Lo Stato e il potere nel racconto di Felix

Boris Biancheri, diplomatico di lungo corso, ex ambasciatore e raffinato narratore, scomparso la scorsa settimana, racconta nel suo ultimo libro l’ascesa al potere di Felix, bambino dotato di una prodigiosa memoria che lo rende geniale e solitario. Le sue scelte universitarie lo indirizzeranno verso gli studi filosofici e lo condurranno all’incontro con il maestro, viatico ai misteri di un potere che si rivelerà ingannevole fino alla presa di coscienza di un cambiamento, alla necessità di ricerca di uno spazio mentale, di un ritorno all’origine. In una prosa limpida ed un ritmo piacevolmente sostenuto si snoda la vicenda del grande presidente, malinconico ed ambizioso, che coltiva l’impresa di dominare sia il visibile che l’invisibile per far confluire tutto nella politica, e di Felix, che divenutone il pupillo, ne prenderà il posto assumendo l’incarico di presidente, cosicché il Paese, pian piano percorso da tremori ed inquietudini, perderà la sua immobilità. Biancheri si sofferma sulle diverse visioni dei due: sull’amore del primo verso l’immobilità e il controllo esercitato sul mondo militare e carcerario perchè tutto rimanga invariato anche nell’intrico delle strade, nei propositi e nei turbamenti della società, e sull’ inquietudine dell’altro, sul risveglio alla problematicità e alla riflessione.
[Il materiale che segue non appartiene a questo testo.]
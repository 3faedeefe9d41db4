use chrono::{DateTime, Duration, TimeZone, Utc};
use notice_portal::listing::{
    self, AdminNoticeFilter, ListFilter, ListOrder, NewFlag, NoticeListParams,
};
use notice_portal::models::Notice;
use uuid::Uuid;

// --- Fixtures ---

fn base() -> DateTime<Utc> {
    Utc.with_ymd_and_hms(2024, 3, 1, 12, 0, 0).unwrap()
}

fn at(hours: i64) -> DateTime<Utc> {
    base() + Duration::hours(hours)
}

/// Builds a notice created at `created_h` and expiring at `finish_h`
/// (hours relative to the fixture epoch).
fn notice(title: &str, created_h: i64, finish_h: i64, event: bool, approved: bool) -> Notice {
    Notice {
        id: Uuid::new_v4(),
        title: title.to_string(),
        description: "d".to_string(),
        image: None,
        link: None,
        priority: None,
        event_start_date: if event { Some(at(created_h)) } else { None },
        finish_on: at(finish_h),
        approved,
        created_on: at(created_h),
    }
}

fn titles(notices: &[Notice]) -> Vec<&str> {
    notices.iter().map(|n| n.title.as_str()).collect()
}

/// A board in the store's base order: newest first.
fn board() -> Vec<Notice> {
    vec![
        notice("c", 3, 10, false, true),
        notice("b", 2, 30, true, true),
        notice("a", 1, 20, false, true),
    ]
}

// --- Ordering ---

#[test]
fn default_order_keeps_newest_first() {
    let arranged = listing::arrange(board(), ListOrder::Newest, ListFilter::All);
    assert_eq!(titles(&arranged), vec!["c", "b", "a"]);
}

#[test]
fn cron_reorders_oldest_first() {
    let arranged = listing::arrange(board(), ListOrder::Oldest, ListFilter::All);
    assert_eq!(titles(&arranged), vec!["a", "b", "c"]);
}

#[test]
fn next_orders_by_soonest_expiry() {
    let arranged = listing::arrange(board(), ListOrder::NextToExpire, ListFilter::All);
    // finish_on hours are c=10, a=20, b=30.
    assert_eq!(titles(&arranged), vec!["c", "a", "b"]);
}

// --- Filtering ---

#[test]
fn notices_filter_drops_events() {
    let arranged = listing::arrange(board(), ListOrder::Newest, ListFilter::NoticesOnly);
    assert_eq!(titles(&arranged), vec!["c", "a"]);
    assert!(arranged.iter().all(|n| !n.is_event()));
}

#[test]
fn events_filter_keeps_only_events() {
    let arranged = listing::arrange(board(), ListOrder::Newest, ListFilter::EventsOnly);
    assert_eq!(titles(&arranged), vec!["b"]);
    assert!(arranged.iter().all(|n| n.is_event()));
}

#[test]
fn filter_preserves_sorted_order() {
    let mut notices = board();
    notices.push(notice("d", 4, 5, false, true));

    // Sort by expiry first, then drop the event; the survivors must keep
    // their post-sort relative order.
    let arranged = listing::arrange(notices, ListOrder::NextToExpire, ListFilter::NoticesOnly);
    assert_eq!(titles(&arranged), vec!["d", "c", "a"]);
}

// --- Parameter fallback ---

#[test]
fn unrecognized_parameters_fall_back_to_defaults() {
    assert_eq!(ListOrder::from_param(Some("bogus")), ListOrder::Newest);
    assert_eq!(ListOrder::from_param(None), ListOrder::Newest);
    assert_eq!(ListFilter::from_param(Some("bogus")), ListFilter::All);
    assert_eq!(ListFilter::from_param(None), ListFilter::All);
    assert_eq!(NewFlag::from_param(Some("bogus")), None);
    assert_eq!(NewFlag::from_param(None), None);
}

#[test]
fn params_struct_maps_known_values() {
    let params = NoticeListParams {
        orderby: Some("cron".to_string()),
        filter: Some("events".to_string()),
        new: Some("requires".to_string()),
    };
    assert_eq!(params.order(), ListOrder::Oldest);
    assert_eq!(params.record_filter(), ListFilter::EventsOnly);
    assert_eq!(params.new_flag(), Some(NewFlag::Pending));

    let params = NoticeListParams {
        orderby: Some("next".to_string()),
        filter: Some("notices".to_string()),
        new: Some("y".to_string()),
    };
    assert_eq!(params.order(), ListOrder::NextToExpire);
    assert_eq!(params.record_filter(), ListFilter::NoticesOnly);
    assert_eq!(params.new_flag(), Some(NewFlag::Published));
}

#[test]
fn new_flag_round_trips_through_its_query_value() {
    for flag in [NewFlag::Published, NewFlag::Pending] {
        assert_eq!(NewFlag::from_param(Some(flag.as_param())), Some(flag));
    }
}

// --- Visibility ---

#[test]
fn visibility_requires_approval_and_future_expiry() {
    let now = base();

    assert!(notice("n", -1, 1, false, true).is_visible(now));
    assert!(!notice("n", -1, 1, false, false).is_visible(now));
    assert!(!notice("n", -2, -1, false, true).is_visible(now));
    // Expiry exactly at `now` is already invisible.
    assert!(!notice("n", -1, 0, false, true).is_visible(now));
}

#[test]
fn board_shows_exactly_the_tomorrow_notice() {
    // finish_on = {yesterday, tomorrow, next week}, approved = {t, t, f}:
    // only the "tomorrow" record survives.
    let now = base();
    let all = vec![
        notice("yesterday", -48, -24, false, true),
        notice("tomorrow", -24, 24, false, true),
        notice("next week", -24, 168, false, false),
    ];

    let visible: Vec<Notice> = all.into_iter().filter(|n| n.is_visible(now)).collect();
    let arranged = listing::arrange(visible, ListOrder::Newest, ListFilter::All);
    assert_eq!(titles(&arranged), vec!["tomorrow"]);
}

// --- Admin filter mapping ---

#[test]
fn admin_filter_params_map_and_fall_back() {
    assert_eq!(
        AdminNoticeFilter::from_param(Some("need_approval")),
        AdminNoticeFilter::NeedApproval
    );
    assert_eq!(
        AdminNoticeFilter::from_param(Some("next")),
        AdminNoticeFilter::Current
    );
    assert_eq!(
        AdminNoticeFilter::from_param(Some("bogus")),
        AdminNoticeFilter::All
    );
    assert_eq!(AdminNoticeFilter::from_param(None), AdminNoticeFilter::All);
}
Un romanzo sul potere e la sua intrinseca capacità di controllare le coscienze, addirittura di inventare sia dei nemici, come i media, che un’altra realtà, pur di sopravvivere. In uno Stato non ben identificato, e proprio per questo universale, senza sogni, il potere pian piano s’interroga sul senso e sull’etica, sui valori e la memoria, la futilità e l’ inganno, la riflessione e il silenzio.